EXERCISE DESCRIPTION: Print the lines of the data, starting with the first, up to and including the line where "(status = 201, description" appears.

=== DATA EXTRACTS ===

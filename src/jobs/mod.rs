pub mod reminder;
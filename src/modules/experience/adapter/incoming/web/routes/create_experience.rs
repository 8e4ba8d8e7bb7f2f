use actix_web::{post, web, Responder};
use tracing::{error, info};

use crate::auth::adapter::incoming::web::extractors::auth::AdminUser;
use crate::modules::experience::application::domain::entities::ExperienceData;
use crate::modules::experience::application::ports::incoming::use_cases::CreateExperienceError;
use crate::shared::api::ApiResponse;
use crate::AppState;

#[utoipa::path(
    post,
    path = "/api/experiences",
    tag = "experiences",
    security(("BearerAuth" = [])),
    request_body = ExperienceData,
    responses(
        (status = 201, description = "Experience added", body = crate::api::schemas::Envelope),
        (status = 400, description = "Missing required fields", body = crate::api::schemas::Envelope),
        (status = 401, description = "Missing or invalid token", body = crate::api::schemas::Envelope),
        (status = 404, description = "No owner registered", body = crate::api::schemas::Envelope),
    )
)]
#[post("/api/experiences")]
pub async fn create_experience_handler(
    _admin: AdminUser,
    req: web::Json<ExperienceData>,
    data: web::Data<AppState>,
) -> impl Responder {
    match data.experience.create.execute(req.into_inner()).await {
        Ok(experience) => {
            info!(experience_id = %experience.id, "Experience added");
            ApiResponse::created("Experience added successfully", experience)
        }

        Err(CreateExperienceError::Validation(missing)) => {
            ApiResponse::bad_request(&missing.to_string())
        }

        Err(CreateExperienceError::OwnerNotFound) => ApiResponse::not_found("User not found"),

        Err(CreateExperienceError::RepositoryError(e)) => {
            error!("Failed to add experience: {}", e);
            ApiResponse::internal_error("Failed to add experience")
        }
    }
}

===

SOLUTION FOR THIS PROBLEM:
filename src/jobs/mod.rs
pub mod reminder;
filename src/modules/experience/adapter/incoming/web/routes/create_experience.rs
repository 8e4ba8d8e7bb7f2f
use actix_web::{post, web, Responder};
use tracing::{error, info};

use crate::auth::adapter::incoming::web::extractors::auth::AdminUser;
use crate::modules::experience::application::domain::entities::ExperienceData;
use crate::modules::experience::application::ports::incoming::use_cases::CreateExperienceError;
use crate::shared::api::ApiResponse;
use crate::AppState;

#[utoipa::path(
    post,
    path = "/api/experiences",
    tag = "experiences",
    security(("BearerAuth" = [])),
    request_body = ExperienceData,
    responses(
        (status = 201, description = "Experience added", body = crate::api::schemas::Envelope),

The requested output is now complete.